What is being asked »
Copy each line below holding "FALSE".

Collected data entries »
--

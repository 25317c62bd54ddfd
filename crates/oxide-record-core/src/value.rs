//! SQL values and parameter typing.
//!
//! Every value that reaches a statement travels as a bound parameter. The
//! inline rendering below is only used to display a statement to a human.

use std::fmt;

use chrono::{DateTime, NaiveDate, NaiveDateTime, TimeZone};
use serde::{Deserialize, Serialize};

/// A SQL value that can be stored in a record or bound as a parameter.
#[derive(Debug, Clone, PartialEq, Serialize, Deserialize)]
#[serde(untagged)]
pub enum SqlValue {
    /// NULL value.
    Null,
    /// Boolean value.
    Bool(bool),
    /// Integer value.
    Int(i64),
    /// Float value.
    Float(f64),
    /// Text value.
    Text(String),
    /// Binary blob value.
    Blob(Vec<u8>),
}

impl SqlValue {
    /// Returns the SQL representation for inline use (escaped).
    ///
    /// **Warning**: only for display. Statements sent to an adapter always
    /// carry their values as parameters.
    #[must_use]
    pub fn to_sql_inline(&self) -> String {
        match self {
            Self::Null => String::from("NULL"),
            Self::Bool(b) => {
                if *b {
                    String::from("TRUE")
                } else {
                    String::from("FALSE")
                }
            }
            Self::Int(n) => format!("{n}"),
            Self::Float(f) => format!("{f}"),
            Self::Text(s) => {
                // Escape single quotes by doubling them
                let escaped = s.replace('\'', "''");
                format!("'{escaped}'")
            }
            Self::Blob(b) => {
                let hex: String = b.iter().map(|byte| format!("{byte:02X}")).collect();
                format!("X'{hex}'")
            }
        }
    }

    /// Returns `true` for [`SqlValue::Null`].
    #[must_use]
    pub const fn is_null(&self) -> bool {
        matches!(self, Self::Null)
    }

    /// Returns the integer payload, if this is an integer.
    #[must_use]
    pub const fn as_i64(&self) -> Option<i64> {
        match self {
            Self::Int(n) => Some(*n),
            _ => None,
        }
    }

    /// Returns the text payload, if this is text.
    #[must_use]
    pub fn as_str(&self) -> Option<&str> {
        match self {
            Self::Text(s) => Some(s),
            _ => None,
        }
    }

    /// Returns the parameter type a statement binds this value with.
    #[must_use]
    pub const fn param_type(&self) -> ParamType {
        ParamType::of(self)
    }
}

impl fmt::Display for SqlValue {
    fn fmt(&self, f: &mut fmt::Formatter<'_>) -> fmt::Result {
        f.write_str(&self.to_sql_inline())
    }
}

/// Explicit parameter type attached to a binding.
///
/// Booleans, integers, NULL and text have their own type; every other value
/// is bound as a string.
#[derive(Debug, Clone, Copy, PartialEq, Eq, Serialize, Deserialize)]
pub enum ParamType {
    /// Boolean parameter.
    Bool,
    /// Integer parameter.
    Int,
    /// NULL parameter.
    Null,
    /// String parameter (the default).
    Str,
}

impl ParamType {
    /// Picks the parameter type for a value.
    #[must_use]
    pub const fn of(value: &SqlValue) -> Self {
        match value {
            SqlValue::Bool(_) => Self::Bool,
            SqlValue::Int(_) => Self::Int,
            SqlValue::Null => Self::Null,
            SqlValue::Text(_) | SqlValue::Float(_) | SqlValue::Blob(_) => Self::Str,
        }
    }
}

/// Trait for types that can be converted to SQL values.
pub trait ToSqlValue {
    /// Converts the value to a `SqlValue`.
    fn to_sql_value(self) -> SqlValue;
}

impl ToSqlValue for SqlValue {
    fn to_sql_value(self) -> SqlValue {
        self
    }
}

impl ToSqlValue for &SqlValue {
    fn to_sql_value(self) -> SqlValue {
        self.clone()
    }
}

impl ToSqlValue for bool {
    fn to_sql_value(self) -> SqlValue {
        SqlValue::Bool(self)
    }
}

macro_rules! impl_to_sql_value_int {
    ($($ty:ty),+) => {
        $(
            impl ToSqlValue for $ty {
                fn to_sql_value(self) -> SqlValue {
                    SqlValue::Int(i64::from(self))
                }
            }
        )+
    };
}

impl_to_sql_value_int!(i64, i32, i16, i8, u32, u16, u8);

impl ToSqlValue for f64 {
    fn to_sql_value(self) -> SqlValue {
        SqlValue::Float(self)
    }
}

impl ToSqlValue for f32 {
    fn to_sql_value(self) -> SqlValue {
        SqlValue::Float(f64::from(self))
    }
}

impl ToSqlValue for String {
    fn to_sql_value(self) -> SqlValue {
        SqlValue::Text(self)
    }
}

impl ToSqlValue for &str {
    fn to_sql_value(self) -> SqlValue {
        SqlValue::Text(String::from(self))
    }
}

impl ToSqlValue for &String {
    fn to_sql_value(self) -> SqlValue {
        SqlValue::Text(self.clone())
    }
}

impl<T: ToSqlValue> ToSqlValue for Option<T> {
    fn to_sql_value(self) -> SqlValue {
        match self {
            Some(v) => v.to_sql_value(),
            None => SqlValue::Null,
        }
    }
}

impl ToSqlValue for Vec<u8> {
    fn to_sql_value(self) -> SqlValue {
        SqlValue::Blob(self)
    }
}

impl ToSqlValue for &[u8] {
    fn to_sql_value(self) -> SqlValue {
        SqlValue::Blob(self.to_vec())
    }
}

// Temporal values are stored as text, the way SQLite and MySQL accept them.
impl ToSqlValue for NaiveDateTime {
    fn to_sql_value(self) -> SqlValue {
        SqlValue::Text(self.format("%Y-%m-%d %H:%M:%S").to_string())
    }
}

impl ToSqlValue for NaiveDate {
    fn to_sql_value(self) -> SqlValue {
        SqlValue::Text(self.format("%Y-%m-%d").to_string())
    }
}

impl<Tz: TimeZone> ToSqlValue for DateTime<Tz>
where
    Tz::Offset: fmt::Display,
{
    fn to_sql_value(self) -> SqlValue {
        SqlValue::Text(self.to_rfc3339())
    }
}

#[cfg(test)]
mod tests {
    use super::*;

    #[test]
    fn test_sql_value_inline_null() {
        assert_eq!(SqlValue::Null.to_sql_inline(), "NULL");
    }

    #[test]
    fn test_sql_value_inline_bool() {
        assert_eq!(SqlValue::Bool(true).to_sql_inline(), "TRUE");
        assert_eq!(SqlValue::Bool(false).to_sql_inline(), "FALSE");
    }

    #[test]
    fn test_sql_value_inline_text_escaping() {
        assert_eq!(
            SqlValue::Text(String::from("O'Brien")).to_sql_inline(),
            "'O''Brien'"
        );
    }

    #[test]
    fn test_sql_value_inline_blob() {
        assert_eq!(
            SqlValue::Blob(vec![0x48, 0x45, 0x4C, 0x4C, 0x4F]).to_sql_inline(),
            "X'48454C4C4F'"
        );
    }

    #[test]
    fn test_param_type_defaults_to_string() {
        assert_eq!(SqlValue::Bool(true).param_type(), ParamType::Bool);
        assert_eq!(SqlValue::Int(1).param_type(), ParamType::Int);
        assert_eq!(SqlValue::Null.param_type(), ParamType::Null);
        assert_eq!(SqlValue::Text("a".into()).param_type(), ParamType::Str);
        assert_eq!(SqlValue::Float(1.5).param_type(), ParamType::Str);
        assert_eq!(SqlValue::Blob(vec![1]).param_type(), ParamType::Str);
    }

    #[test]
    fn test_to_sql_value_conversions() {
        assert_eq!(true.to_sql_value(), SqlValue::Bool(true));
        assert_eq!(42_i32.to_sql_value(), SqlValue::Int(42));
        assert_eq!(2.5_f64.to_sql_value(), SqlValue::Float(2.5));
        assert_eq!("hello".to_sql_value(), SqlValue::Text(String::from("hello")));
        assert_eq!(None::<i32>.to_sql_value(), SqlValue::Null);
        assert_eq!(Some(42_i32).to_sql_value(), SqlValue::Int(42));
    }

    #[test]
    fn test_temporal_values_are_text() {
        let date = NaiveDate::from_ymd_opt(2024, 2, 29).unwrap();
        assert_eq!(date.to_sql_value(), SqlValue::Text("2024-02-29".into()));
        let stamp = date.and_hms_opt(13, 5, 0).unwrap();
        assert_eq!(
            stamp.to_sql_value(),
            SqlValue::Text("2024-02-29 13:05:00".into())
        );
    }

    #[test]
    fn test_serde_untagged() {
        let json = serde_json::to_string(&vec![
            SqlValue::Int(5),
            SqlValue::Text("Ann".into()),
            SqlValue::Null,
        ])
        .unwrap();
        assert_eq!(json, r#"[5,"Ann",null]"#);
    }
}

--

Result below »
                    String::from("FALSE")
        assert_eq!(SqlValue::Bool(false).to_sql_inline(), "FALSE");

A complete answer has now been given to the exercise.